その人は知らない人だし、汗だくだったが、ドアに咄嗟に手が伸びた。
バタンッ
ドアがしまった。
だが、俺の前の扉だけまだ閉まってなかった。
その人は、俺が開けていた扉に走り込んだ。
バタンッ
その行動は、褒められたものではないし、危険だったが。
俺は、一人、救えたようだ。
安心すると、汗が吹き出してきた。
「ヘヘッ」
全力で運動したあとに吹き出す、この感覚は好きだ。
「ハァ、ハァ、ありがとうございます。」
さっきの男が、お礼を言ってきた。
「いや、いいよ。」
短く返し、空いている席を探しすと、女の人とおじさんの間に1人分のスペースを見つけ座る。
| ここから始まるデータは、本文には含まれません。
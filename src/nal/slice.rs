//! Parser for the fixed portion of `slice_header()` (spec 7.3.3), common to every slice type.
//!
//! Only the fields needed to identify a slice and locate its active parameter sets are decoded;
//! the slice data itself (macroblock layer, ref pic list modification, prediction weights,
//! memory management control, deblocking) is not parsed.

use crate::nal::pps::{self, ParamSetId};
use crate::nal::sps;
use crate::nal::NalHeader;
use crate::rbsp::{BitRead, BitReaderError};
use crate::Context;

#[derive(Debug, PartialEq, Eq, Clone, Copy)]
pub enum SliceFamily {
    P,
    B,
    I,
    SP,
    SI,
}

#[derive(Debug, PartialEq, Eq, Clone, Copy)]
pub enum SliceExclusive {
    /// All slices in the picture have the same type.
    Exclusive,
    /// Other slices in the picture may have a different type than the current slice.
    NonExclusive,
}

#[derive(Debug, PartialEq, Eq, Clone, Copy)]
pub struct SliceType {
    pub family: SliceFamily,
    pub exclusive: SliceExclusive,
}
impl SliceType {
    fn from_id(id: u32) -> Result<SliceType, SliceHeaderError> {
        match id {
            0 => Ok(SliceType { family: SliceFamily::P, exclusive: SliceExclusive::NonExclusive }),
            1 => Ok(SliceType { family: SliceFamily::B, exclusive: SliceExclusive::NonExclusive }),
            2 => Ok(SliceType { family: SliceFamily::I, exclusive: SliceExclusive::NonExclusive }),
            3 => Ok(SliceType { family: SliceFamily::SP, exclusive: SliceExclusive::NonExclusive }),
            4 => Ok(SliceType { family: SliceFamily::SI, exclusive: SliceExclusive::NonExclusive }),
            5 => Ok(SliceType { family: SliceFamily::P, exclusive: SliceExclusive::Exclusive }),
            6 => Ok(SliceType { family: SliceFamily::B, exclusive: SliceExclusive::Exclusive }),
            7 => Ok(SliceType { family: SliceFamily::I, exclusive: SliceExclusive::Exclusive }),
            8 => Ok(SliceType { family: SliceFamily::SP, exclusive: SliceExclusive::Exclusive }),
            9 => Ok(SliceType { family: SliceFamily::SI, exclusive: SliceExclusive::Exclusive }),
            _ => Err(SliceHeaderError::InvalidSliceType(id)),
        }
    }
}

#[derive(Debug)]
pub enum SliceHeaderError {
    ReaderError(BitReaderError),
    InvalidSliceType(u32),
    InvalidSeqParamSetId(pps::ParamSetIdError),
    UndefinedPicParamSetId(pps::ParamSetId),
    UndefinedSeqParamSetId(pps::ParamSetId),
    ColourPlaneError(ColourPlaneError),
}
impl From<BitReaderError> for SliceHeaderError {
    fn from(e: BitReaderError) -> Self {
        SliceHeaderError::ReaderError(e)
    }
}
impl From<pps::ParamSetIdError> for SliceHeaderError {
    fn from(e: pps::ParamSetIdError) -> Self {
        SliceHeaderError::InvalidSeqParamSetId(e)
    }
}
impl From<ColourPlaneError> for SliceHeaderError {
    fn from(e: ColourPlaneError) -> Self {
        SliceHeaderError::ColourPlaneError(e)
    }
}

#[derive(Debug, PartialEq, Eq, Clone, Copy)]
pub enum ColourPlane {
    /// Indicates the _luma_ colour plane.
    Y,
    /// Indicates the _blue-difference_ colour plane.
    Cb,
    /// Indicates the _red-difference_ colour plane.
    Cr,
}
#[derive(Debug, PartialEq, Eq)]
pub enum ColourPlaneError {
    InvalidId(u8),
}
impl ColourPlane {
    fn from_id(id: u8) -> Result<ColourPlane, ColourPlaneError> {
        match id {
            0 => Ok(ColourPlane::Y),
            1 => Ok(ColourPlane::Cb),
            2 => Ok(ColourPlane::Cr),
            _ => Err(ColourPlaneError::InvalidId(id)),
        }
    }
}

#[derive(Debug, PartialEq, Eq, Clone, Copy)]
pub enum Field {
    Top,
    Bottom,
}

#[derive(Debug, PartialEq, Eq, Clone, Copy)]
pub enum FieldPic {
    Frame,
    Field(Field),
}

/// The fixed fields of `slice_header()` that are present regardless of slice type.
#[derive(Debug)]
pub struct SliceHeader {
    pub first_mb_in_slice: u32,
    pub slice_type: SliceType,
    pub pic_parameter_set_id: ParamSetId,
    pub colour_plane: Option<ColourPlane>,
    pub frame_num: u32,
    pub field_pic: FieldPic,
}
impl SliceHeader {
    pub fn read<R: BitRead>(ctx: &Context, mut r: R, _header: NalHeader) -> Result<SliceHeader, SliceHeaderError> {
        let first_mb_in_slice = r.read_ue("first_mb_in_slice")?;
        let slice_type = SliceType::from_id(r.read_ue("slice_type")?)?;
        let pic_parameter_set_id = ParamSetId::from_u32(r.read_ue("pic_parameter_set_id")?)?;
        let pps = ctx
            .pps_by_id(pic_parameter_set_id)
            .ok_or(SliceHeaderError::UndefinedPicParamSetId(pic_parameter_set_id))?;
        let sps = ctx
            .sps_by_id(pps.seq_parameter_set_id)
            .ok_or(SliceHeaderError::UndefinedSeqParamSetId(pps.seq_parameter_set_id))?;
        let colour_plane = if sps.chroma_info.separate_colour_plane_flag {
            Some(ColourPlane::from_id(r.read::<2, u8>("colour_plane_id")?)?)
        } else {
            None
        };
        let log2_max_frame_num = u32::from(sps.log2_max_frame_num_minus4) + 4;
        let frame_num = r.read_var(log2_max_frame_num, "frame_num")?;
        let field_pic = if let sps::FrameMbsFlags::Fields { .. } = sps.frame_mbs_flags {
            if r.read_bool("field_pic_flag")? {
                if r.read_bool("bottom_field_flag")? {
                    FieldPic::Field(Field::Bottom)
                } else {
                    FieldPic::Field(Field::Top)
                }
            } else {
                FieldPic::Frame
            }
        } else {
            FieldPic::Frame
        };
        Ok(SliceHeader {
            first_mb_in_slice,
            slice_type,
            pic_parameter_set_id,
            colour_plane,
            frame_num,
            field_pic,
        })
    }
}

#[cfg(test)]
mod test {
    use super::*;

    #[test]
    fn slice_type_from_id() {
        assert_eq!(
            SliceType::from_id(7).unwrap(),
            SliceType { family: SliceFamily::I, exclusive: SliceExclusive::Exclusive }
        );
        assert_eq!(
            SliceType::from_id(0).unwrap(),
            SliceType { family: SliceFamily::P, exclusive: SliceExclusive::NonExclusive }
        );
        assert!(SliceType::from_id(10).is_err());
    }

    #[test]
    fn colour_plane_from_id() {
        assert_eq!(ColourPlane::from_id(0).unwrap(), ColourPlane::Y);
        assert_eq!(ColourPlane::from_id(2).unwrap(), ColourPlane::Cr);
        assert!(ColourPlane::from_id(3).is_err());
    }
}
座ると、やはり少し臭うのか、汗のかいている男の隣に座りたくないのか、二人とも少し離れる。
俺は、スマホも本も取り出さず、ただじっと空を見る。
電車の屋根の奥にある、取引先や上司への対応方法を見る。
上司に対して、「わかりました。やります。」と答える俺の姿が見えた。
「ハハッ」
みんな驚いただろう。
何もしていない男が唐突に笑い出したのだ。
(自業自得か...)
そんなものを見続けると、家の最寄り駅、足座駅についた。
電車から出て、改札に向かう。
駅から家まで、ただ歩いていた。
何も考えず、何も浮かばず、ただ歩いていた。
十五分、いやそれ以上かかったかもしれない。
疲れていたから。
家について、ドアを開け、バッグを玄関に置き、寝室に向かう。
スーツも脱がず、ネクタイも外さず、ベッドに横になる。
(明日の俺に任せよう。)
寝返り、仰向けに寝る。
落ちていく、暗い闇に。
ふと、まぶしい光で目を覚ました。
(あれ、電気消し忘れたっけ?)
目を開けると、青い空が見えた。
雲ひとつない、澄み渡る、真っ青な空。
(屋根が吹き飛んだ?)
そんな事考えていたら、
「痛ぁっ!!」
なにかにほっぺを鋏まれた。
体を起こし、そいつを引っ叩くと、地面に落ちた。
そいつ、黒色のカニは落とされて驚いたように、海に帰っていった。
「何だよ、もうぅ」
自分の周りを見ると、前は海、後ろは森、足元は砂浜と、知らない場所だった。
(疲れて幻覚を見ていたのか、俺が夢遊病でここまで来たのか。)
そんな事を考えながら、砂浜を歩き始めた。
森に入るのは、ちょっと怖かった。
(今何時かわかんないな。)
(ご飯はどうしよう。)
(寝ていただけだけど、これって遭難?)
(どこなんだここ?)
(せっかくの土曜日が...)
(海は、きれいだな。)
(肉だ食べたい。)
(さっきのかに、捕まえればよかった)
そんなとりとめないことを考えていると、人がいた。
近づいて見ると、その人は女性で日本人っぽい肌で、髪は黒く簡単にまとめられていて、服は白色でなんかひらひらしているやつを着ていた。
(あの服なんて名前だっけ?)
近づき顔を見ると、まだぐっすり寝ているようだ。
(かわいいな)
そんな事考えながら、横で起きるのを待っていると、その女性は唐突に起き上がった。
そしてこっちを見て、後ろに飛び下がった。
しかし彼女は、逃げずに周りを見渡している。
なぜ外にいるのか困惑しているようだ。
(こういうときどうすればいいんだ?相手に恐れられずに会話を始めるには...)
彼女は、その間に俺を見つめる。
(俺は今まで、どうやって会話を始めていた?女性にどう接っしていた?)
女性は、そしてなにか口を開いて発しようとしたとき。
それより速く俺が、話していた。